Viena y Granada: recital de Javier Perianes



Schubert y música en torno a Granada

Anoche ofreció Perianes para la Fundación Scherzo un interesantísimo recital en el Auditorio Nacional sobre un programa tan comprometido como inteligentemente planteado: la primera parte estuvo dedicada a Schubert, del que tocó la Sonata en La mayor, D 664 y las Drei Klavierstücke D 946. Tras un primer movimiento, "Allegro moderato" cuyo excelso tema inicial pudo (y debió, para mi gusto) ser un poco más paladeado, todo discurrió con extraordinaria clarividencia y elevación: los momentos más turbulentos, el increíble intimismo del "Andante" y la fluidez y naturalidad con que fraseó el "Allegro" final, resaltando el papel clave que juegan sus modulaciones. Las Tres Piezas para piano, páginas difíciles de servir donde las haya, y me temo que también de escuchar y seguir, alcanzaron en los dedos del pianista onubense una lógica constructiva y una naturalidad en su discurso de difícil parangón con cualquier versión que recuerde. Solo en la tercera, "Allegro", creo que se dejó embriagar en algunas frases por su extraordinaria facilidad, resintiéndose por ello la nitidez expositiva. Pocos pianistas hay hoy, y no solo de su generación, capaces de lograr un Schubert tan, en líneas generales, maduro y admirable.

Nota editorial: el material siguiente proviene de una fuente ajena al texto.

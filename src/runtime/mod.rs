//! # Turtille Runtime
//!
//! - **`registry`**: name and alias lookup for builtins and macros
//! - **`interpreter`**: the VM that parses, defines and executes programs
//! - **`animation`**: the redraw loop behind `animate`
//! - **`interrupt`**: the Ctrl-C flag every loop polls
//! - **`persistence`**: the macro table as DSL text, for `save` and `load`

use std::{path::PathBuf, time::Duration};

pub mod animation;
pub mod interpreter;
pub mod interrupt;
pub mod persistence;
pub mod registry;

pub use animation::{Animation, LogLevelGuard};
pub use interpreter::{Interpreter, InterpreterBuilder};
pub use interrupt::Interrupt;
pub use registry::{Action, Registry};

pub const DEFAULT_STORE: &str = ".turtille";
pub const DEFAULT_FPS: u32 = 24;

/// Session settings the front end maps its flags onto.
#[derive(Debug, Clone)]
pub struct InterpreterConfig {
    /// Where `save` and `load` go without an explicit path.
    pub store: PathBuf,
    /// Pause between animation frames.
    pub frame_delay: Duration,
    /// Load macros from `store` when the interpreter is built.
    pub load_store: bool,
}

impl Default for InterpreterConfig {
    fn default() -> Self {
        Self {
            store: PathBuf::from(DEFAULT_STORE),
            frame_delay: frame_delay(DEFAULT_FPS),
            load_store: true,
        }
    }
}

/// Frame delay for a frame rate; 0 fps means no delay.
pub fn frame_delay(fps: u32) -> Duration {
    if fps == 0 {
        Duration::ZERO
    } else {
        Duration::from_secs_f64(1.0 / f64::from(fps))
    }
}
//! ### Load
//! Parsers for the raw monthly inputs: the PV portal's JSON chart
//! export and the heat pump's semicolon-delimited energy log.

use anyhow::{bail, Context};
use serde::Deserialize;
use std::fs::File;
use std::io::{BufReader, Read};
use std::path::Path;

/// One month of the PV portal's chart export. Only the `settings`
/// subtree is consumed; everything else in the document is ignored.
#[derive(Debug, Deserialize)]
pub struct MonthDocument {
    pub settings: Settings,
}

#[derive(Debug, Deserialize)]
pub struct Settings {
    #[serde(rename = "xAxis")]
    pub x_axis: XAxis,
    pub series: Vec<SeriesEntry>,
}

/// Axis parameters, all in epoch milliseconds.
#[derive(Debug, Deserialize)]
pub struct XAxis {
    pub min: i64,
    pub max: i64,
    #[serde(rename = "tickInterval")]
    pub tick_interval: i64,
}

#[derive(Debug, Deserialize)]
pub struct SeriesEntry {
    pub data: Vec<(i64, f64)>,
}

/// The three consumption series of one month, in the positional order
/// the export emits them.
#[derive(Debug)]
pub struct PvSeries<'a> {
    pub battery: &'a [(i64, f64)],
    pub direct: &'a [(i64, f64)],
    pub external: &'a [(i64, f64)],
}

impl MonthDocument {
    pub fn from_path(path: &Path) -> anyhow::Result<Self> {
        let file =
            File::open(path).with_context(|| format!("opening {}", path.display()))?;
        serde_json::from_reader(BufReader::new(file))
            .with_context(|| format!("parsing {}", path.display()))
    }

    /// The export carries the series positionally: `[0]` battery,
    /// `[1]` direct, `[2]` external. Nothing in the format names them,
    /// so the count is the only check available before the positions
    /// are trusted.
    pub fn pv_series(&self) -> anyhow::Result<PvSeries<'_>> {
        match self.settings.series.as_slice() {
            [battery, direct, external] => Ok(PvSeries {
                battery: &battery.data,
                direct: &direct.data,
                external: &external.data,
            }),
            other => bail!(
                "expected exactly 3 series (battery, direct, external), found {}",
                other.len()
            ),
        }
    }
}

/// One retained row of the heat pump CSV. `date` keeps the raw cell;
/// its first ten characters are `YYYY-MM-DD`.
#[derive(Debug, Clone, PartialEq)]
pub struct HeatPumpRecord {
    pub date: String,
    pub heating_wh: f64,
    pub hot_water_wh: f64,
}

/// Reads the per-year heat pump CSV and keeps only the rows belonging
/// to `{year}-{month}` (month zero-padded to two digits).
pub fn read_heat_pump_csv(
    path: &Path,
    year: &str,
    month: &str,
) -> anyhow::Result<Vec<HeatPumpRecord>> {
    let file = File::open(path).with_context(|| format!("opening {}", path.display()))?;
    parse_heat_pump_rows(file, year, month)
        .with_context(|| format!("parsing {}", path.display()))
}

/// CSV body parser behind `read_heat_pump_csv`. Semicolon-delimited,
/// the first two rows are metadata and skipped, and only the first
/// three columns of each retained row are consumed.
pub fn parse_heat_pump_rows(
    input: impl Read,
    year: &str,
    month: &str,
) -> anyhow::Result<Vec<HeatPumpRecord>> {
    let mut reader = csv::ReaderBuilder::new()
        .delimiter(b';')
        .has_headers(false)
        .flexible(true)
        .from_reader(input);

    let prefix = format!("{year}-{month}");
    let mut rows = Vec::new();
    for line in reader.records().skip(2) {
        let line = line?;
        let Some(date) = line.get(0) else {
            continue;
        };
        if !date.starts_with(&prefix) {
            continue;
        }
        if line.len() < 3 {
            bail!("Unexpected csv row format: {line:?}");
        }
        let heating_wh = line[1]
            .parse::<f64>()
            .with_context(|| format!("non-numeric heating value in row {line:?}"))?;
        let hot_water_wh = line[2]
            .parse::<f64>()
            .with_context(|| format!("non-numeric hot water value in row {line:?}"))?;
        rows.push(HeatPumpRecord {
            date: date.to_string(),
            heating_wh,
            hot_water_wh,
        });
    }
    Ok(rows)
}

#[cfg(test)]
mod tests {
    use super::*;

    const WP_CSV: &str = "\
Anlage XY;;;
Datum;Heizen;Warmwasser;Gesamt
2025-01-05 00:00;1500;800;2300
2025-01-06 00:00;2000;900;2900
2025-02-01 00:00;500;400;900
";

    #[test]
    fn filters_rows_by_year_month_prefix() {
        let jan = parse_heat_pump_rows(WP_CSV.as_bytes(), "2025", "01").unwrap();
        assert_eq!(jan.len(), 2);
        assert_eq!(jan[0].date, "2025-01-05 00:00");
        assert_eq!(jan[0].heating_wh, 1500.0);
        assert_eq!(jan[0].hot_water_wh, 800.0);

        let feb = parse_heat_pump_rows(WP_CSV.as_bytes(), "2025", "02").unwrap();
        assert_eq!(feb.len(), 1);
        assert_eq!(feb[0].heating_wh, 500.0);
    }

    #[test]
    fn skips_the_two_metadata_rows() {
        // A data-shaped line inside the skipped region must not leak through.
        let csv = "2025-01-01 00:00;1;2;3\n2025-01-02 00:00;4;5;6\n2025-01-03 00:00;7;8;9\n";
        let rows = parse_heat_pump_rows(csv.as_bytes(), "2025", "01").unwrap();
        assert_eq!(rows.len(), 1);
        assert_eq!(rows[0].date, "2025-01-03 00:00");
    }

    #[test]
    fn non_numeric_cell_is_fatal() {
        let csv = "h1;;\nh2;;\n2025-01-05 00:00;abc;800\n";
        assert!(parse_heat_pump_rows(csv.as_bytes(), "2025", "01").is_err());
    }

    #[test]
    fn short_row_is_fatal() {
        let csv = "h1;;\nh2;;\n2025-01-05 00:00;1500\n";
        assert!(parse_heat_pump_rows(csv.as_bytes(), "2025", "01").is_err());
    }

    #[test]
    fn rows_outside_the_month_are_never_parsed() {
        // Malformed cells are only an error when the row is retained.
        let csv = "h1;;\nh2;;\n2025-03-05 00:00;abc;def\n2025-01-05 00:00;1500;800\n";
        let rows = parse_heat_pump_rows(csv.as_bytes(), "2025", "01").unwrap();
        assert_eq!(rows.len(), 1);
    }

    const MONTH_JSON: &str = r#"{
        "settings": {
            "xAxis": { "min": 0, "max": 172800000, "tickInterval": 86400000 },
            "series": [
                { "data": [[0, 5], [172800000, 3]] },
                { "data": [[0, 10.5]] },
                { "data": [] }
            ]
        }
    }"#;

    #[test]
    fn parses_month_document() {
        let doc: MonthDocument = serde_json::from_str(MONTH_JSON).unwrap();
        assert_eq!(doc.settings.x_axis.min, 0);
        assert_eq!(doc.settings.x_axis.max, 172_800_000);
        assert_eq!(doc.settings.x_axis.tick_interval, 86_400_000);

        let pv = doc.pv_series().unwrap();
        assert_eq!(pv.battery, &[(0, 5.0), (172_800_000, 3.0)]);
        assert_eq!(pv.direct, &[(0, 10.5)]);
        assert!(pv.external.is_empty());
    }

    #[test]
    fn wrong_series_count_is_rejected() {
        let doc: MonthDocument = serde_json::from_str(
            r#"{ "settings": {
                "xAxis": { "min": 0, "max": 0, "tickInterval": 1 },
                "series": [ { "data": [] }, { "data": [] } ]
            } }"#,
        )
        .unwrap();
        let err = doc.pv_series().unwrap_err();
        assert!(err.to_string().contains("exactly 3 series"));
    }
}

La segunda parte fue un modelo de programación: el Homenaje a Debussy de Falla, memorablente entendido, seguido de tres piezas de Debussy de inspiración granadina (la primera de ellos, La soirée dans Grenade, de Estampes, contiene una cita el Homenaje fallesco), en las que Perianes demostró de nuevo una extraordinaria afinidad con el mundo sonoro y estilístico del autor de La Mer; las otras dos fueron los preludios La Puerta del vino y La sérénade interrompue. A continuación El Albaicín de Albéniz -bellísima página que cuajó de frases memorables, pero que no siempre sonó todo lo limpiamente expuesta que uno espera de semejante instrumentista-. Y concluyó con una suite de El amor brujo repleta de sugerencias, maravillosamente cantada y en la que, por poner algún pero, volvió a entregarse a un virtuosismo quizá excesivo en las dos danzas más veloces. ¿Podría afirmarse que lo más extraordinario de la velada fue la propina, la para mí más hermosa de las cincuenta y tantas Mazurcas de Chopin, la op. 17/4 en La menor? Probablemente: sin duda, nunca la he escuchado interpretada con tal belleza melódica, tal concentración, tal delicadeza y poesía del más alto rango. Sí, Perianes es uno de los mejores pianistas de nuestros días.

2 comentarios:

  1. Perdón por el desliz: la "Soirée dans Grenade" no es un preludio, sino la segunda de las tres "Estampes".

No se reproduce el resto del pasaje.